Siempre que planteo la cuestión del cuidado de sí, las prácticas de sí, el contento de sí emerge la sospecha de elitismo, solipsismo, individualismo, etc. Estamos tan tiranizados por mandatos y dicotomías brutales que ni siquiera podemos captar que necesitamos un cuerpo sano y una mente despierta para poder vivir, para vivir bien, para engendrar el deseo de cambiar el mundo junto a otros. El cuidado de sí es una práctica tan elemental como respirar y no requiere mayor sabiduría que la de reconocer qué aumenta y qué disminuye la potencia de obrar; saber práctico que atraviesa clases, géneros y edades, como he podido constatar por experiencia propia en innumerables oportunidades. Los primeros que ponen el grito en el cielo son, en general, los académicos o quienes portan saberes expertos, mandatos o consignas abstractas que nada quieren saber de un sujeto que pueda afirmar su potencia verdaderamente. Tendríamos que despertarnos de nuestros sueños dogmáticos, estamos a tiempo: nunca es tarde para ocuparse de sí.

II.

Entre tantas innovaciones técnicas y tecnológicas en las que transcurren nuestras vidas, a veces olvidamos lo más simple. Recuerdo que en un congreso de filosofía de la técnica propuse, inspirado por Foucault, dar vuelta la expresión del llamado: la técnica como filosofía, o la filosofía como “técnica de sí”. Me sigue gustando esa expresión, antes que “ejercicios espirituales” o “terapéutica de las pasiones”, con las cuales también se puede asociar la práctica filosófica a la que adscribo. Es un modo de salir de los debates circulares entre naturaleza y cultura, humanismo y poshumanismo, razón y afectos, ciencias duras o blandas, etc. La práctica filosófica entendida como técnica de sí muestra que el ser humano no existe en tanto tal, sino que se forma en un trabajo incesante de constitución en relación con la naturaleza, diversas especies, artefactos y saberes. Humano es lo que comprende que solo existimos en relación y que su singularidad se halla en esa indeterminación que lo caracteriza: un modo de responder ahí, cada vez más, ante múltiples y variadas afecciones. Esto último lo entendí mejor con Spinoza.

III.

La materialidad de la técnica que nos constituye no se contradice con la necesidad de discurso. Podemos afirmar incluso que todo es discurso, el asunto es qué discursos, enunciados o preceptos se asumen para constituirse en tanto sujeto de una verdad, que no es otra cosa que la puesta en práctica y ejercicio de esos discursos. Y cuando la práctica es la transmisión de saberes en torno a los discursos, no basta quedarse en ese nivel de constatación (o refinar el análisis hasta la obsesión), sino que se debe mostrar cómo la incorporación de ciertos discursos transforma a lo sujetos, incluidos los que dan o toman clases.

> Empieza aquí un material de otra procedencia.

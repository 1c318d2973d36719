//! Node configuration – reads/writes `~/.nord/config.toml`.

use std::fs;
use std::path::{Path, PathBuf};
use std::time::Duration;

use nord_perception::{
    BumpAxes, DEFAULT_BUMP_THRESHOLD, ProcessorConfig, STANDARD_GRAVITY, ValidationConfig,
};
use nord_runtime::ImuNodeConfig;
use serde::{Deserialize, Serialize};

/// Persisted node configuration. Every field has a default, so a partial
/// file is valid.
#[derive(Debug, Clone, PartialEq, Serialize, Deserialize)]
pub struct Config {
    /// Scale applied to the gravity unit vector (m/s²).
    #[serde(default = "default_gravity_g")]
    pub gravity_g: f64,

    /// Jump magnitude above which a bump fires (m/s²).
    #[serde(default = "default_bump_threshold")]
    pub bump_threshold: f64,

    /// Fold the lateral axis into the bump magnitude.
    #[serde(default)]
    pub bump_include_lateral: bool,

    /// Delivery cadence of replayed samples. `0` replays as fast as possible.
    #[serde(default = "default_sample_rate_hz")]
    pub sample_rate_hz: u32,

    /// Reject non-finite samples and non-unit orientations.
    #[serde(default)]
    pub validate_input: bool,

    /// Accepted deviation of |q| from 1 when `validate_input` is set.
    #[serde(default = "default_unit_norm_tolerance")]
    pub unit_norm_tolerance: f64,

    /// Serve the WebSocket bridge.
    #[serde(default)]
    pub ws_enabled: bool,

    /// Port of the WebSocket bridge.
    #[serde(default = "default_ws_port")]
    pub ws_port: u16,
}

fn default_gravity_g() -> f64 {
    STANDARD_GRAVITY
}
fn default_bump_threshold() -> f64 {
    DEFAULT_BUMP_THRESHOLD
}
fn default_sample_rate_hz() -> u32 {
    20
}
fn default_unit_norm_tolerance() -> f64 {
    ValidationConfig::default().unit_norm_tolerance
}
fn default_ws_port() -> u16 {
    9090
}

impl Default for Config {
    fn default() -> Self {
        Self {
            gravity_g: default_gravity_g(),
            bump_threshold: default_bump_threshold(),
            bump_include_lateral: false,
            sample_rate_hz: default_sample_rate_hz(),
            validate_input: false,
            unit_norm_tolerance: default_unit_norm_tolerance(),
            ws_enabled: false,
            ws_port: default_ws_port(),
        }
    }
}

impl Config {
    /// Translate into the node's runtime configuration.
    pub fn node_config(&self) -> ImuNodeConfig {
        ImuNodeConfig {
            processor: ProcessorConfig {
                gravity_g: self.gravity_g,
                bump_threshold: self.bump_threshold,
                bump_axes: if self.bump_include_lateral {
                    BumpAxes::ForwardUpRight
                } else {
                    BumpAxes::ForwardUp
                },
            },
            validation: self.validate_input.then_some(ValidationConfig {
                unit_norm_tolerance: self.unit_norm_tolerance,
            }),
        }
    }

    /// Interval between replayed samples, `None` when pacing is disabled.
    pub fn sample_period(&self) -> Option<Duration> {
        (self.sample_rate_hz > 0).then(|| Duration::from_secs_f64(1.0 / self.sample_rate_hz as f64))
    }
}

/// Return the config path: `$NORD_CONFIG` if set, else `~/.nord/config.toml`.
pub fn config_path() -> PathBuf {
    if let Ok(p) = std::env::var("NORD_CONFIG") {
        return PathBuf::from(p);
    }
    config_path_for_home(
        &std::env::var("HOME")
            .or_else(|_| std::env::var("USERPROFILE"))
            .unwrap_or_else(|_| ".".to_string()),
    )
}

/// Build the config path relative to the given home directory.
pub(crate) fn config_path_for_home(home: &str) -> PathBuf {
    PathBuf::from(home).join(".nord").join("config.toml")
}

/// Load the config from disk.  Returns `None` if the file does not exist.
pub fn load() -> Result<Option<Config>, String> {
    load_from(&config_path())
}

/// Load the config from a specific path.
///
/// Environment overrides are not applied here; see [`apply_env_overrides`].
pub(crate) fn load_from(path: &Path) -> Result<Option<Config>, String> {
    if !path.exists() {
        return Ok(None);
    }
    let raw = fs::read_to_string(path)
        .map_err(|e| format!("Failed to read config at {}: {}", path.display(), e))?;
    toml::from_str(&raw)
        .map(Some)
        .map_err(|e| format!("Failed to parse config: {}", e))
}

/// Apply `NORD_*` environment variable overrides to `cfg`.
///
/// | Variable | Config field |
/// |---|---|
/// | `NORD_GRAVITY_G` | `gravity_g` |
/// | `NORD_BUMP_THRESHOLD` | `bump_threshold` |
/// | `NORD_SAMPLE_RATE_HZ` | `sample_rate_hz` |
/// | `NORD_WS_PORT` | `ws_port` |
///
/// Values that do not parse are ignored.
pub fn apply_env_overrides(cfg: &mut Config) {
    if let Ok(v) = std::env::var("NORD_GRAVITY_G")
        && let Ok(g) = v.parse::<f64>()
    {
        cfg.gravity_g = g;
    }
    if let Ok(v) = std::env::var("NORD_BUMP_THRESHOLD")
        && let Ok(t) = v.parse::<f64>()
    {
        cfg.bump_threshold = t;
    }
    if let Ok(v) = std::env::var("NORD_SAMPLE_RATE_HZ")
        && let Ok(hz) = v.parse::<u32>()
    {
        cfg.sample_rate_hz = hz;
    }
    if let Ok(v) = std::env::var("NORD_WS_PORT")
        && let Ok(port) = v.parse::<u16>()
    {
        cfg.ws_port = port;
    }
}

/// Save the config to disk, creating the parent directory if necessary.
pub fn save(cfg: &Config) -> Result<(), String> {
    save_to(cfg, &config_path())
}

pub(crate) fn save_to(cfg: &Config, path: &Path) -> Result<(), String> {
    if let Some(parent) = path.parent() {
        fs::create_dir_all(parent)
            .map_err(|e| format!("Failed to create config directory: {}", e))?;
    }
    let raw = toml::to_string_pretty(cfg)
        .map_err(|e| format!("Failed to serialize config: {}", e))?;
    fs::write(path, raw)
        .map_err(|e| format!("Failed to write config at {}: {}", path.display(), e))
}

La materialidad de los discursos que hacen a los sujetos no tiene nada de esencialista, pero tampoco es jugar con plastilina: hay que hacer cuerpo los enunciados. ¿Qué sentido tiene hablar de ontología discursiva si la palabra “onto-logía” ya implica la discursividad (logos) que afecta al ser? A no ser que se sostenga una reduplicación insensata del sentido: el discurso sobre el ser entendido (solo) como discurso. Mejor pensar en el ser de los sujetos y objetos en relaciones que exceden las estructuras discursivas, aunque nos sirvamos también de ellas para enunciarlas; esto nos conduce a las distintas prácticas de transformación y modos de implicación con los enunciados.

IV.

El cerebro es como un músculo: tiene cierta plasticidad, se entrena, hay que ejercitarlo. Por eso los pensamientos más difíciles no se logran de un día para el otro, hay que ir preparando el terreno con movimientos repetitivos, series alternadas, elongaciones graduales, variaciones coordinadas, etc. Las meditaciones y ejercicios espirituales cumplen esa función preparatoria para realizar pruebas o performances más complicadas. No basta con leer mucho y variado, o bien informarse, hay que ejercitarse en lecturas puntuales y encontrar las variaciones precisas acordes a nuestra propia constitución o complexión psíquico-afectiva. Poder asumir la muerte como parte de un proceso natural de transformación de la materia; no darle tanta importancia a nuestros problemas en función de considerar escalas temporales y espaciales que comprendan el conjunto universal y lo infinito; o alegrarnos por la simple posibilidad de existir; parecen pensamientos difíciles de sostener, pero son practicables de suyo.

V.

No hablo solo de cuidados en general, trato de ejercer el cuidado: que no haya abuso en el medio donde me constituyo como sujeto de habla, escritura, pensamiento. Invitar a lxs otrxs, interpelar a lxs otrxs a que respondan por lo que dicen, que lean y se comprometan en un proceso reflexivo, que no digan cualquier cosa, que no agredan o se crean que están en una competencia de opiniones. Poder decir que no, parar el automatismo idiotizante, cortar sin odio ni rencor, tomar la distancia necesaria sin cancelar completamente. Separar y distinguir los medios, relaciones y espacios. La transformación en lo cotidiano es posible en la medida que cada quien cultiva y se hace responsable por un espacio singular que no reproduce la normatividad de la violencia imperante. Por eso me permito elegir con quién juego y con quién no, en función de sus actos, sin rencor ni cancelación, con distanciamiento y corte.

VI.

Apenas estamos empezando a salir de lo más duro de la pandemia y lo peor que podríamos hacer es actuar como si no hubiese pasado nada; al contrario, tendríamos que abordar cada uno de nuestros actos como si todavía pendiese sobre nosotros el peligro inminente, teniendo presente el recuerdo de nuestros muertos, las imposibilidades prácticas y el temor a enfermar o morir. Con la consideración en simultáneo de esa gravedad, por un lado, cada acto y cada gesto (encuentro, escritura, juego, proyecto, voto, etc.) cobrarán su verdadera dimensión, por otro. No habrá retorno a ninguna normalidad, pero en este tiempo de excepcionalidades varias podemos elegir vivir de la mejor manera posible: una en la que cada acto cuente como si fuese el último.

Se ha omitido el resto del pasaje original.